Supporters of biopsychiatry, on the other hand, insist that psychiatric disorders do involve physical lesions which are yet to be discovered. They support their claim by pointing out that broken bones were real enough before x-ray photographs were invented, syphilis was a real disease before the spirochete was discovered, and Creutzfeldt-Jakob Disease was killing people before anyone had heard of prions. This is true, of course. The presence of physical lesion cannot be ruled out just because it hasn't been demonstrated to exist. So to deny that "psychiatric disorders" are diseases, disease will have to be defined some other way than dependent on physical lesion.

This is precisely what Mary Boyle, Professor of Clinical Psychology, does. She begins by explaining that illness and disease are not scientific terms at all. They are lay terms. Illness is identified by the person himself (or if he is incompetent, by the person responsible for him) before the services of a physician are sought. He does this because he has complaints, which in medicine are called symptoms. Symptoms are the subjective complaints reported by the patient to the physician.

The physician's job is to identify which symptoms are relevant and which aren't, and to look for a pattern in them. Identifying patterns is what science is all about.

Once a pattern in the patient's complaints has been found to match a familiar pattern, the physician looks for signs that fit in with the symptoms. A sign in medicine is something related to symptoms that the physician can observe and measure, possibly using special tools.

When the symptoms and signs together form a pattern which matches patterns familiar to the physician from his training, professional literature, or clinical experience, this is called a syndrome. The syndrome itself, however, is not a fact, but an idea, a construct. To be valid, it has to refer to symptoms and signs that are unlikely to be clustered together by chance. It also has to be usable to predict what is going to happen next to the patient.

Syndromes are given names which may or may not include the word syndrome. Down's Syndrome includes it. Diabetes doesn't but is nonetheless a syndrome. Confusingly, some syndromes are given names which have the word disease in it such as Creutzfeldt-Jakob Disease (my example, not Boyle's.)

So let's say a patient goes to his doctor and complains of thirst, weight loss, and fatigue. Individually, each of these complaints are frequent, and can have a variety of causes. Clustered together, these complaints form a pattern of complaints that occur when people have high levels of sugar (glucose) in their blood. However, the doctor will not decide that this is the case until he has tested for high glucose levels in the patient's urine (before modern laboratory tests, done by tasting!) or blood. Only when the tests indeed verify high glucose levels, does the doctor "diagnose" diabetes. The doctor can then, on the basis of previous experience with this syndrome, reliably predict what will happen next, and possibly propose a course of treatment which will change the prediction. If, however, no unusual level of glucose was detected by the tests, the doctor will probably tell the patient that his complaints are unrelated, and that he (the doctor) doesn't know what, if anything, is wrong with him.

The DSM claims that schizophrenia (and other "disorders") is a syndrome. But this cannot be, because there is no pattern in the symptoms. It is perfectly possible, and in fact constantly happens, that various people are labeled "schizophrenic" according to the DSM even though they don't have a single "symptom" in common.

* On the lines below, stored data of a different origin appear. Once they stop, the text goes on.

use std::collections::HashMap;
use std::sync::Arc;
use std::time::Duration;

use chrono::Utc;
use tokio::sync::{RwLock, mpsc};
use tokio::time::{self, Instant};
use uuid::Uuid;

use crate::engine::events::GameEvent;
use crate::engine::prize::split_prize;
use crate::engine::question::{judge_question, select_buttons};
use crate::engine::runtime::GameRuntime;
use crate::engine::{EngineDeps, GameEngine};
use crate::models::Question;
use crate::models::answer::AnswerRecord;
use crate::outbound::{OutboundMessage, Priority};

/// Where the actor currently is between mailbox polls.
#[derive(Clone, Copy)]
enum Phase {
    /// Waiting out the announcement window before `next`.
    PreRoll { next: usize },
    /// Question `index` is accepting answers until the armed deadline.
    Accepting { index: usize },
    /// Waiting out the inter-question gap before `next`.
    Gap { next: usize },
    /// A `gameEnd` is in the mailbox; nothing further may transition.
    Closing,
}

enum AfterQuestion {
    Continue { next: usize },
    End { winners: Vec<Uuid> },
    Abort,
}

/// The single writer of one game's state.
///
/// Every transition is driven by a `GameEvent` drained from the mailbox, so
/// bus delivery stays FIFO per game. Timers and the early-completion signal
/// do not act on state themselves: when one fires, the actor enqueues the
/// matching `NextQuestion`/`QuestionTimeout` event onto its own mailbox and
/// the handler performs the step. The webhook ingress path only takes short
/// locks on the shared runtime and pokes the per-question `Notify`.
pub(crate) struct GameActor {
    pub(crate) engine: Arc<GameEngine>,
    pub(crate) deps: EngineDeps,
    pub(crate) game_id: Uuid,
    pub(crate) questions: Vec<Question>,
    pub(crate) runtime: Arc<RwLock<GameRuntime>>,
    pub(crate) tx: mpsc::UnboundedSender<GameEvent>,
    pub(crate) rx: mpsc::UnboundedReceiver<GameEvent>,
}

impl GameActor {
    pub(crate) async fn run(mut self) {
        let announcement = {
            let rt = self.runtime.read().await;
            (
                rt.alive_handles(),
                OutboundMessage::GameStarting {
                    total_questions: self.questions.len(),
                    prize_pool: rt.prize_pool,
                },
            )
        };
        self.deps.outbound.enqueue_all(
            announcement.0.iter().map(String::as_str),
            Priority::High,
            &announcement.1,
        );
        tracing::info!(game_id = %self.game_id, players = announcement.0.len(), "game starting");

        let mut phase = Phase::PreRoll { next: 0 };
        // The armed timer, when it fires, publishes an event rather than
        // acting on state; `None` means no timer is pending.
        let mut timer: Option<Instant> = Some(Instant::now() + self.deps.config.pre_roll);
        let mut signal = self.runtime.read().await.all_answered.clone();
        let mut started = false;

        loop {
            let accepting = matches!(phase, Phase::Accepting { .. });
            let deadline = timer.unwrap_or_else(Instant::now);
            tokio::select! {
                maybe_event = self.rx.recv() => {
                    let Some(event) = maybe_event else { return };
                    match event {
                        GameEvent::GameStart { .. } => {} // redelivery, already running
                        GameEvent::NextQuestion { index, .. } => {
                            let expected = match phase {
                                Phase::PreRoll { next } | Phase::Gap { next } => Some(next),
                                Phase::Accepting { .. } | Phase::Closing => None,
                            };
                            if expected == Some(index) {
                                let (at, fresh) = self.begin_question(index, &mut started).await;
                                timer = Some(at);
                                signal = fresh;
                                phase = Phase::Accepting { index };
                            }
                        }
                        GameEvent::QuestionTimeout { index, .. } => {
                            if matches!(phase, Phase::Accepting { index: i } if i == index) {
                                match self.finish_question(index).await {
                                    AfterQuestion::Continue { next } => {
                                        phase = Phase::Gap { next };
                                        timer = Some(Instant::now() + self.deps.config.inter_question);
                                    }
                                    AfterQuestion::End { winners } => {
                                        phase = Phase::Closing;
                                        timer = None;
                                        let _ = self.tx.send(GameEvent::GameEnd {
                                            game_id: self.game_id,
                                            winners,
                                        });
                                    }
                                    AfterQuestion::Abort => return self.finalize_cancelled().await,
                                }
                            }
                        }
                        GameEvent::GameEnd { .. } => return self.finalize_win().await,
                        GameEvent::EmergencyEnd { .. } => {
                            tracing::warn!(game_id = %self.game_id, "emergency end honored");
                            return self.finalize_cancelled().await;
                        }
                    }
                }
                _ = time::sleep_until(deadline), if timer.is_some() => {
                    timer = None;
                    let event = match phase {
                        Phase::PreRoll { next } | Phase::Gap { next } => GameEvent::NextQuestion {
                            game_id: self.game_id,
                            index: next,
                        },
                        Phase::Accepting { index } => GameEvent::QuestionTimeout {
                            game_id: self.game_id,
                            index,
                        },
                        Phase::Closing => continue,
                    };
                    let _ = self.tx.send(event);
                }
                _ = signal.notified(), if accepting => {
                    if let Phase::Accepting { index } = phase {
                        tracing::debug!(game_id = %self.game_id, index, "all alive players answered early");
                        // Cancel the timer; the timeout event goes out now.
                        timer = None;
                        let _ = self.tx.send(GameEvent::QuestionTimeout {
                            game_id: self.game_id,
                            index,
                        });
                    }
                }
            }
        }
    }

    /// Announce question `index` to the alive players and arm its timer.
    async fn begin_question(
        &self,
        index: usize,
        started: &mut bool,
    ) -> (Instant, Arc<tokio::sync::Notify>) {
        let question = self.questions[index].clone();
        let start_ms = Utc::now().timestamp_millis();

        let (recipients, signal) = {
            let mut rt = self.runtime.write().await;
            rt.open_question(index, start_ms, question.time_limit_ms);
            (rt.alive_handles(), rt.all_answered.clone())
        };

        if !*started {
            *started = true;
            if let Err(e) = self.deps.persistence.mark_in_progress(self.game_id).await {
                tracing::error!(game_id = %self.game_id, error = %e, "failed to mark game in progress");
            }
        }
        if let Err(e) = self
            .deps
            .persistence
            .set_question_index(self.game_id, index as i32)
            .await
        {
            tracing::error!(game_id = %self.game_id, error = %e, "failed to persist question index");
        }

        let message = OutboundMessage::Question {
            number: index + 1,
            text: question.text.clone(),
            options: select_buttons(&question),
        };
        self.deps.outbound.enqueue_all(
            recipients.iter().map(String::as_str),
            Priority::High,
            &message,
        );
        tracing::info!(game_id = %self.game_id, index, recipients = recipients.len(), "question announced");

        let window = Duration::from_millis(question.time_limit_ms as u64) + self.deps.config.grace;
        (Instant::now() + window, signal)
    }

    /// Deferred evaluation, store write-back, bookkeeping, and result fan-out
    /// for question `index`.
    async fn finish_question(&self, index: usize) -> AfterQuestion {
        self.runtime.write().await.close_question();

        let Some(records) = self.read_answers_with_retry(index).await else {
            tracing::error!(
                game_id = %self.game_id,
                index,
                "answer store unavailable at evaluation, abandoning game"
            );
            return AfterQuestion::Abort;
        };

        let question = &self.questions[index];
        let alive = self.runtime.read().await.alive_ids();
        let verdicts = judge_question(&alive, &records, question, self.deps.config.grace.as_millis() as i64);

        // Write verdicts back so duplicate webhooks after evaluation cannot
        // race a different answer into the store.
        for (user_id, eval) in &verdicts.evaluations {
            if let Err(e) = self
                .deps
                .answers
                .update_evaluated(self.game_id, index, *user_id, *eval)
                .await
            {
                tracing::warn!(game_id = %self.game_id, index, user_id = %user_id, error = %e,
                    "failed to write back evaluation");
            }
        }

        {
            let mut rt = self.runtime.write().await;
            for user_id in &verdicts.survivors {
                rt.record_survival(*user_id);
            }
            for user_id in &verdicts.eliminated {
                rt.eliminate(*user_id, index);
            }
        }

        // Durable copies are best-effort; the in-memory verdict already
        // decided the game.
        if let Err(e) = self
            .deps
            .persistence
            .record_question_outcome(
                self.game_id,
                index as i32,
                &verdicts.survivors,
                &verdicts.eliminated,
            )
            .await
        {
            tracing::error!(game_id = %self.game_id, index, error = %e, "failed to record question outcome");
        }
        if let Err(e) = self.deps.persistence.persist_answers(&verdicts.rows).await {
            tracing::error!(game_id = %self.game_id, index, error = %e, "failed to persist answer rows");
        }

        {
            let rt = self.runtime.read().await;
            let survived = OutboundMessage::Survived {
                correct_answer: question.correct_answer.clone(),
            };
            let eliminated = OutboundMessage::Eliminated {
                correct_answer: question.correct_answer.clone(),
            };
            for user_id in &verdicts.survivors {
                if let Some(handle) = rt.handle_of(*user_id) {
                    self.deps
                        .outbound
                        .enqueue(handle, Priority::High, survived.clone());
                }
            }
            for user_id in &verdicts.eliminated {
                if let Some(handle) = rt.handle_of(*user_id) {
                    self.deps
                        .outbound
                        .enqueue(handle, Priority::High, eliminated.clone());
                }
            }
        }

        let alive_now = self.runtime.read().await.alive_ids();
        tracing::info!(
            game_id = %self.game_id,
            index,
            survivors = verdicts.survivors.len(),
            eliminated = verdicts.eliminated.len(),
            alive_now = alive_now.len(),
            "question evaluated"
        );

        if alive_now.len() <= 1 || index + 1 >= self.questions.len() {
            AfterQuestion::End { winners: alive_now }
        } else {
            AfterQuestion::Continue { next: index + 1 }
        }
    }

    async fn read_answers_with_retry(
        &self,
        index: usize,
    ) -> Option<HashMap<Uuid, AnswerRecord>> {
        for attempt in 0u32..3 {
            match self.deps.answers.get_all(self.game_id, index).await {
                Ok(records) => return Some(records),
                Err(e) => {
                    tracing::warn!(
                        game_id = %self.game_id,
                        index,
                        attempt,
                        error = %e,
                        "answer scan failed"
                    );
                    if attempt < 2 {
                        time::sleep(Duration::from_millis(200 << attempt)).await;
                    }
                }
            }
        }
        None
    }

    /// Crown the survivors, split the pot, tell everyone, and release state.
    async fn finalize_win(self) {
        let (winners, prize_pool, outcomes) = {
            let mut rt = self.runtime.write().await;
            let winners = rt.crown_survivors();
            let outcomes: Vec<(String, bool)> = rt
                .players
                .values()
                .map(|p| (p.handle.clone(), winners.contains(&p.user_id)))
                .collect();
            (winners, rt.prize_pool, outcomes)
        };

        let individual_prize = split_prize(prize_pool, winners.len());
        if let Err(e) = self
            .deps
            .persistence
            .finish_game(self.game_id, &winners, Utc::now())
            .await
        {
            tracing::error!(game_id = %self.game_id, error = %e, "failed to persist finished game");
        }

        let winner_message = if winners.len() == 1 {
            OutboundMessage::WinnerSingle {
                prize: individual_prize,
            }
        } else {
            OutboundMessage::WinnerMany {
                winners: winners.len(),
                prize_pool,
                individual_prize,
            }
        };
        for (handle, won) in &outcomes {
            let message = if *won && !winners.is_empty() {
                winner_message.clone()
            } else {
                OutboundMessage::GameOver
            };
            self.deps.outbound.enqueue(handle, Priority::High, message);
        }

        tracing::info!(
            game_id = %self.game_id,
            winner_count = winners.len(),
            individual_prize,
            "game finished"
        );
        self.release().await;
    }

    /// Abandon the game: persist `cancelled`, apologize to the whole roster,
    /// and release state.
    async fn finalize_cancelled(self) {
        if let Err(e) = self.deps.persistence.cancel_game(self.game_id).await {
            tracing::error!(game_id = %self.game_id, error = %e, "failed to persist cancelled game");
        }
        let handles = self.runtime.read().await.all_handles();
        self.deps.outbound.enqueue_all(
            handles.iter().map(String::as_str),
            Priority::High,
            &OutboundMessage::Apology,
        );
        tracing::warn!(game_id = %self.game_id, "game cancelled");
        self.release().await;
    }

    async fn release(self) {
        if let Err(e) = self.deps.answers.clear(self.game_id).await {
            tracing::warn!(game_id = %self.game_id, error = %e, "failed to clear answer keys");
        }
        self.engine.evict(self.game_id).await;
    }
}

The supposed symptoms themselves are often not complaints by the patient at all, but complaints by others, or accusations, or attributes assigned by the psychiatrist. None are supported by signs, which, it must be remembered, are observable and measurable by the physician. Take, for example, the classic "symptom" of hearing voices. These voices cannot be heard by anyone else. There is no way to verify that the person is actually hearing voices. And of course, as has been demonstrated over and over again by research, the label of "schizophrenia" (or others in the DSM) has no predictive power whatsoever.

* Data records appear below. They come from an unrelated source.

use axum::http::StatusCode;
use redis::RedisError;
use thiserror::Error;

/// Application-wide error type.
///
/// Domain signalling (duplicate answers, eliminated players) is expressed as
/// result variants on the engine and store APIs, not as errors. These
/// variants cover genuine failures and request rejection.
#[derive(Error, Debug)]
pub enum AppError {
    #[error("Transient transport error: {0}")]
    TransportTransient(String),

    #[error("Permanent transport error: {0}")]
    TransportPermanent(String),

    #[error("Answer store unavailable: {0}")]
    StoreUnavailable(String),

    #[error("Redis command error: {0}")]
    RedisCommandError(#[from] RedisError),

    #[error("Database unavailable: {0}")]
    DatabaseUnavailable(String),

    #[error("Serialization error: {0}")]
    Serialization(String),

    #[error("Validation error: {0}")]
    Validation(String),

    #[error("Duplicate: {0}")]
    Duplicate(String),

    #[error("Timed out: {0}")]
    Timeout(String),

    #[error("Circuit open for service '{0}'")]
    CircuitOpen(&'static str),

    #[error("Cancelled: {0}")]
    Cancelled(String),

    #[error("Unauthorized: {0}")]
    Unauthorized(String),

    #[error("Not found: {0}")]
    NotFound(String),

    #[error("Env error: {0}")]
    EnvError(String),

    #[error("Internal server error")]
    InternalError,
}

impl AppError {
    pub fn to_response(&self) -> (StatusCode, String) {
        match self {
            AppError::TransportTransient(e) => (StatusCode::BAD_GATEWAY, e.clone()),
            AppError::TransportPermanent(e) => (StatusCode::BAD_GATEWAY, e.clone()),
            AppError::StoreUnavailable(e) => (StatusCode::SERVICE_UNAVAILABLE, e.clone()),
            AppError::RedisCommandError(e) => (StatusCode::INTERNAL_SERVER_ERROR, e.to_string()),
            AppError::DatabaseUnavailable(e) => (StatusCode::SERVICE_UNAVAILABLE, e.clone()),
            AppError::Serialization(msg) => (StatusCode::INTERNAL_SERVER_ERROR, msg.clone()),
            AppError::Validation(msg) => (StatusCode::BAD_REQUEST, msg.clone()),
            AppError::Duplicate(msg) => (StatusCode::CONFLICT, msg.clone()),
            AppError::Timeout(msg) => (StatusCode::GATEWAY_TIMEOUT, msg.clone()),
            AppError::CircuitOpen(service) => (
                StatusCode::SERVICE_UNAVAILABLE,
                format!("Service '{service}' temporarily unavailable"),
            ),
            AppError::Cancelled(msg) => (StatusCode::CONFLICT, msg.clone()),
            AppError::Unauthorized(msg) => (StatusCode::UNAUTHORIZED, msg.clone()),
            AppError::NotFound(msg) => (StatusCode::NOT_FOUND, msg.clone()),
            AppError::EnvError(msg) => (StatusCode::INTERNAL_SERVER_ERROR, msg.clone()),
            AppError::InternalError => (
                StatusCode::INTERNAL_SERVER_ERROR,
                "Unexpected server error".into(),
            ),
        }
    }

    /// Whether a retry at the same layer can reasonably succeed.
    pub fn is_transient(&self) -> bool {
        matches!(
            self,
            AppError::TransportTransient(_)
                | AppError::StoreUnavailable(_)
                | AppError::DatabaseUnavailable(_)
                | AppError::Timeout(_)
                | AppError::RedisCommandError(_)
        )
    }
}

impl From<sqlx::Error> for AppError {
    fn from(e: sqlx::Error) -> Self {
        match e {
            sqlx::Error::RowNotFound => AppError::NotFound("row not found".to_string()),
            other => AppError::DatabaseUnavailable(other.to_string()),
        }
    }
}

impl axum::response::IntoResponse for AppError {
    fn into_response(self) -> axum::response::Response {
        let (status, body) = self.to_response();
        (status, body).into_response()
    }
}
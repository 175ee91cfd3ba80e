use chrono::{DateTime, Utc};
use serde::{Deserialize, Serialize};
use sqlx::prelude::FromRow;
use uuid::Uuid;

/// Lifecycle of a game.
///
/// Transitions are monotonic except `Scheduled -> Expired` (missed start plus
/// grace) and `* -> Cancelled` (emergency end).
#[derive(Debug, Clone, Copy, PartialEq, Eq, Serialize, Deserialize, sqlx::Type)]
#[sqlx(type_name = "game_status", rename_all = "snake_case")]
#[serde(rename_all = "camelCase")]
pub enum GameStatus {
    Scheduled,
    PreGame,
    InProgress,
    Finished,
    Expired,
    Cancelled,
}

/// Game model mapping to the `games` table.
#[derive(Debug, Clone, Serialize, Deserialize, FromRow)]
#[serde(rename_all = "camelCase")]
pub struct Game {
    pub id: Uuid,
    pub status: GameStatus,
    pub start_at: DateTime<Utc>,
    pub prize_pool: f64,
    pub total_questions: i32,
    pub current_question_index: i32,
    pub winner_count: i32,
    pub ended_at: Option<DateTime<Utc>>,
    pub created_at: DateTime<Utc>,
}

No amount of revisions and claims for scientific basis will ever be able to correct the underlying flaw in the DSM, namely, that it assumes the existence of syndromes, patterns of symptoms and signs with reliable predictive value, which don't exist.

Boyle is not saying that none of the people brought to the attention of psychiatrists have anything wrong with their brain. She is saying that nobody can know what if anything is wrong with the person, because the symptoms and signs (of which there usually are none) don't match any pattern. Kraepelin himself, considered the discoverer of "schizophrenia," was not able to establish such a pattern, even though in retrospect, it is likely that most of his patients were victims of the epidemic of encephalitis lethargica which swept through Europe in his day. That disease was caused by a virus, and like so many epidemics, has since died out. Kraepelin's belief that the disease was hereditary was undoubtedly influenced by the popularity of eugenics among psychiatrists of his day, which led to unspeakable crimes and genocide. Tellingly, psychiatrists still insist today that "schizophrenia," the non-existent syndrome, is hereditary, or as they call it now, genetic.

No doubt Boyle was repeatedly asked, "If schizophrenia doesn't exist, then what is wrong with these people?" That may be why in the final chapter she makes a stab at answering this question. Focusing on the two classic features of "schizophrenia," namely hearing voices and delusions, she suggests seeing them not as part of a pattern or syndrome, but, for instance, as coping mechanisms. Although her suggestions are interesting and compelling, they obviously suffer from the same flaws she so brilliantly exposes regarding the concept of schizophrenia: no pattern, no proof, no predictive value, no usefulness. She seems to be proposing dealing with these phenomena outside of the medical profession, but inside the psychological profession. Like so many other professionals in the field, she fails to take that last little step, and recognize that no profession is equipped to deal with these phenomena, and that what people affected by them need is non-professional, practical assistance.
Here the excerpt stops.